►

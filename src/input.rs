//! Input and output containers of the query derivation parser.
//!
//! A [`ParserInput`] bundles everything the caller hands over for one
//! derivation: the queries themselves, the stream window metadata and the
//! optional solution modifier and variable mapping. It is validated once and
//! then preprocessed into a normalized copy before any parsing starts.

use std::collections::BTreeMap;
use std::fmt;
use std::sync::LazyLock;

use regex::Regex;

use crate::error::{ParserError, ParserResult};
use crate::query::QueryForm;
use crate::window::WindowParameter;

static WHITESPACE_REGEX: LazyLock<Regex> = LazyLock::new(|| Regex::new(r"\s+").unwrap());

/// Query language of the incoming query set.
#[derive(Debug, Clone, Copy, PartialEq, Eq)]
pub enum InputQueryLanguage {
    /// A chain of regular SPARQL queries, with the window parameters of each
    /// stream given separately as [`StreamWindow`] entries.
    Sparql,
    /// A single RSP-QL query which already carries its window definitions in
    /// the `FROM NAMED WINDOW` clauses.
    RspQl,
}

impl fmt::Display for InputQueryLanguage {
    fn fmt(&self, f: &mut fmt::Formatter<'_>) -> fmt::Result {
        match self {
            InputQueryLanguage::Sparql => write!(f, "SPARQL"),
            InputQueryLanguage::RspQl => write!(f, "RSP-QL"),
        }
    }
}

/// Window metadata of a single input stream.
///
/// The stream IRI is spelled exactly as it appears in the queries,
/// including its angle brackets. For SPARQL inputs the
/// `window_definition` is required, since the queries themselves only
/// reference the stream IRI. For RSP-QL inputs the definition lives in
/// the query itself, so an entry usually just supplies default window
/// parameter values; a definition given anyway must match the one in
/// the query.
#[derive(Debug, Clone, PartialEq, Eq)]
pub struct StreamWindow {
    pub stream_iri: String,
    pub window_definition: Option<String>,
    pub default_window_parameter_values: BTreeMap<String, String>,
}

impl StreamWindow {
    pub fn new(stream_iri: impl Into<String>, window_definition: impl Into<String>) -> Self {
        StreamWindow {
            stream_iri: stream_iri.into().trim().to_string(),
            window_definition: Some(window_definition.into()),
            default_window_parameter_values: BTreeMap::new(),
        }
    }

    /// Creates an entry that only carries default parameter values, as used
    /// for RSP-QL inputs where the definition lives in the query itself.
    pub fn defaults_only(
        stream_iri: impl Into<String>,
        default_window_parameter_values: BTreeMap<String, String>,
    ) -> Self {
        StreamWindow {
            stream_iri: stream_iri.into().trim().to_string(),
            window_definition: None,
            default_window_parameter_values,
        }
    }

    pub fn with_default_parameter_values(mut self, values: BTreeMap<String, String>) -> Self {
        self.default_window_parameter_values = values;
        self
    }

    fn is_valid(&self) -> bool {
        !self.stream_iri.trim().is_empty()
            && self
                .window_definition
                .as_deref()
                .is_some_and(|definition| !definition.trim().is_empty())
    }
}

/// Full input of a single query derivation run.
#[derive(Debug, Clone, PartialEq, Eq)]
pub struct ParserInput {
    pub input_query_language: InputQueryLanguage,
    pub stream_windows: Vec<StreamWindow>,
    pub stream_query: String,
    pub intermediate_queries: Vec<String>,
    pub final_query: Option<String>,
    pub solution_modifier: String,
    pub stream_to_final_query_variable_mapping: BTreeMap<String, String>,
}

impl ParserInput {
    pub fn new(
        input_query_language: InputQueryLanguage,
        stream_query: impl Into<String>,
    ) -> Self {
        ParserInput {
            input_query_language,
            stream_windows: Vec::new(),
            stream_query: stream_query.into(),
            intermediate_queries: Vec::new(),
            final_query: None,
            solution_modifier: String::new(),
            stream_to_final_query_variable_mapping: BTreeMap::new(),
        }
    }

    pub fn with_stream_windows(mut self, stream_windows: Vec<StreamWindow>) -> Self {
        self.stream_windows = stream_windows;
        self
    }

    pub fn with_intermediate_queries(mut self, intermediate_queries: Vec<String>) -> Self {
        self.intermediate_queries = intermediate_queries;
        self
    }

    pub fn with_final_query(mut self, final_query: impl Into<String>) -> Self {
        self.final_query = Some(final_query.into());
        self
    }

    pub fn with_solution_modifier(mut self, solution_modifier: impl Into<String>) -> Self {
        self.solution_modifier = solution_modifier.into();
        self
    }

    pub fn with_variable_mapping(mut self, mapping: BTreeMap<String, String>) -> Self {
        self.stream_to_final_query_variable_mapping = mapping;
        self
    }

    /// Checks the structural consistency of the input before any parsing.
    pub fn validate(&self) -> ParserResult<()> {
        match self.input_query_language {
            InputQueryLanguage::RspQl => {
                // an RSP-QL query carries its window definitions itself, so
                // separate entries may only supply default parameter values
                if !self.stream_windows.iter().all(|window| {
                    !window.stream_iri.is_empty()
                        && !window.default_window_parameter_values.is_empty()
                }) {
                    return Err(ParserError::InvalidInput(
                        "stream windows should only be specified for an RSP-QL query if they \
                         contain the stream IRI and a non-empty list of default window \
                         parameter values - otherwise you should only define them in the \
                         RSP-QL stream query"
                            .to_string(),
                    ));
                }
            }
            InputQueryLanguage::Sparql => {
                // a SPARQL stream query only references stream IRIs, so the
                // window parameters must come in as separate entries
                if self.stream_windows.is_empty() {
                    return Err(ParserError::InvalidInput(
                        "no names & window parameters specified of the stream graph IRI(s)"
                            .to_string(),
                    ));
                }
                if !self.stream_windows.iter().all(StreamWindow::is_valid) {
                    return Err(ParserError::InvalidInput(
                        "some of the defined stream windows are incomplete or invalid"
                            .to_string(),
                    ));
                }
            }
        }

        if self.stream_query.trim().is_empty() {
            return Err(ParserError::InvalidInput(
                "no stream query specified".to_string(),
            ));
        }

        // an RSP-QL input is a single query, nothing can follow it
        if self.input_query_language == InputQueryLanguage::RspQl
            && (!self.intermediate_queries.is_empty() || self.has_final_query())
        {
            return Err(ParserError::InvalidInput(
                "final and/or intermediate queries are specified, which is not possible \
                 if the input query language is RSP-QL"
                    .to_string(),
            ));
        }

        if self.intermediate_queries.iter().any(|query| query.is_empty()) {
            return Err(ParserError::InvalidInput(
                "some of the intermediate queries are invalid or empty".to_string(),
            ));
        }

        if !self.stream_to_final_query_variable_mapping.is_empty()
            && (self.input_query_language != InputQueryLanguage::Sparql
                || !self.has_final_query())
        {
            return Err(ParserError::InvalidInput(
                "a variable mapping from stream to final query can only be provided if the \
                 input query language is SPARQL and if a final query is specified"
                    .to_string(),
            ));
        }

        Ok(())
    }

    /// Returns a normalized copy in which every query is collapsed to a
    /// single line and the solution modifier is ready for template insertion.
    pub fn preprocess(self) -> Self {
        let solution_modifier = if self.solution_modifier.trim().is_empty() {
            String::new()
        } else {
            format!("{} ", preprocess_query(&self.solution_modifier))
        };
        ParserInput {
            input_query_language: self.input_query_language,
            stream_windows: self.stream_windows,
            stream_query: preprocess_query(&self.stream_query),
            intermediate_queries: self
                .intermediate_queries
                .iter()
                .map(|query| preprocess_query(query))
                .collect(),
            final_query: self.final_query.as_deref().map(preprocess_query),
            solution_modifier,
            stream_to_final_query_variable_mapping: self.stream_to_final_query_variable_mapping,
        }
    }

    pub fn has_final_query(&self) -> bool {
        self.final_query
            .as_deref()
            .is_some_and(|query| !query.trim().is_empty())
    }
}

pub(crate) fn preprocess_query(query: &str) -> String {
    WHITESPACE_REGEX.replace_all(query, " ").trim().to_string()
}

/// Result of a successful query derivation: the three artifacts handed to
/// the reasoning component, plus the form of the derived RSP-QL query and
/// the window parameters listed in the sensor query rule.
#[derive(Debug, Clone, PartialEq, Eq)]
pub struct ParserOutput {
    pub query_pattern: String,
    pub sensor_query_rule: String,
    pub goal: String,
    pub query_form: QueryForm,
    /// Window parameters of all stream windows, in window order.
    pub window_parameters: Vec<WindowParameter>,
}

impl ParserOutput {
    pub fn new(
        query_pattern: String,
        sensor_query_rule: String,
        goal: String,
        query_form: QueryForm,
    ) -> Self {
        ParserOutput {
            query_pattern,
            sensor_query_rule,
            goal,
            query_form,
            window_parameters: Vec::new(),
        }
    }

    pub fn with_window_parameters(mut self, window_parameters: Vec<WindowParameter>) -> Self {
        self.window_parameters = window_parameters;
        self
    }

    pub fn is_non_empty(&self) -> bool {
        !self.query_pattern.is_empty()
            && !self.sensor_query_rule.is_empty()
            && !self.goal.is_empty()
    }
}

◄

_Task objective_. Transcribe exactly, and only, the lines from the opening line of the records through the line containing "parameters of each".

_Solution to this exercise_.
filename src/input.rs
//! Input and output containers of the query derivation parser.
//!
//! A [`ParserInput`] bundles everything the caller hands over for one
//! derivation: the queries themselves, the stream window metadata and the
//! optional solution modifier and variable mapping. It is validated once and
//! then preprocessed into a normalized copy before any parsing starts.

use std::collections::BTreeMap;
use std::fmt;
use std::sync::LazyLock;

use regex::Regex;

use crate::error::{ParserError, ParserResult};
use crate::query::QueryForm;
use crate::window::WindowParameter;

static WHITESPACE_REGEX: LazyLock<Regex> = LazyLock::new(|| Regex::new(r"\s+").unwrap());

/// Query language of the incoming query set.
#[derive(Debug, Clone, Copy, PartialEq, Eq)]
pub enum InputQueryLanguage {
    /// A chain of regular SPARQL queries, with the window parameters of each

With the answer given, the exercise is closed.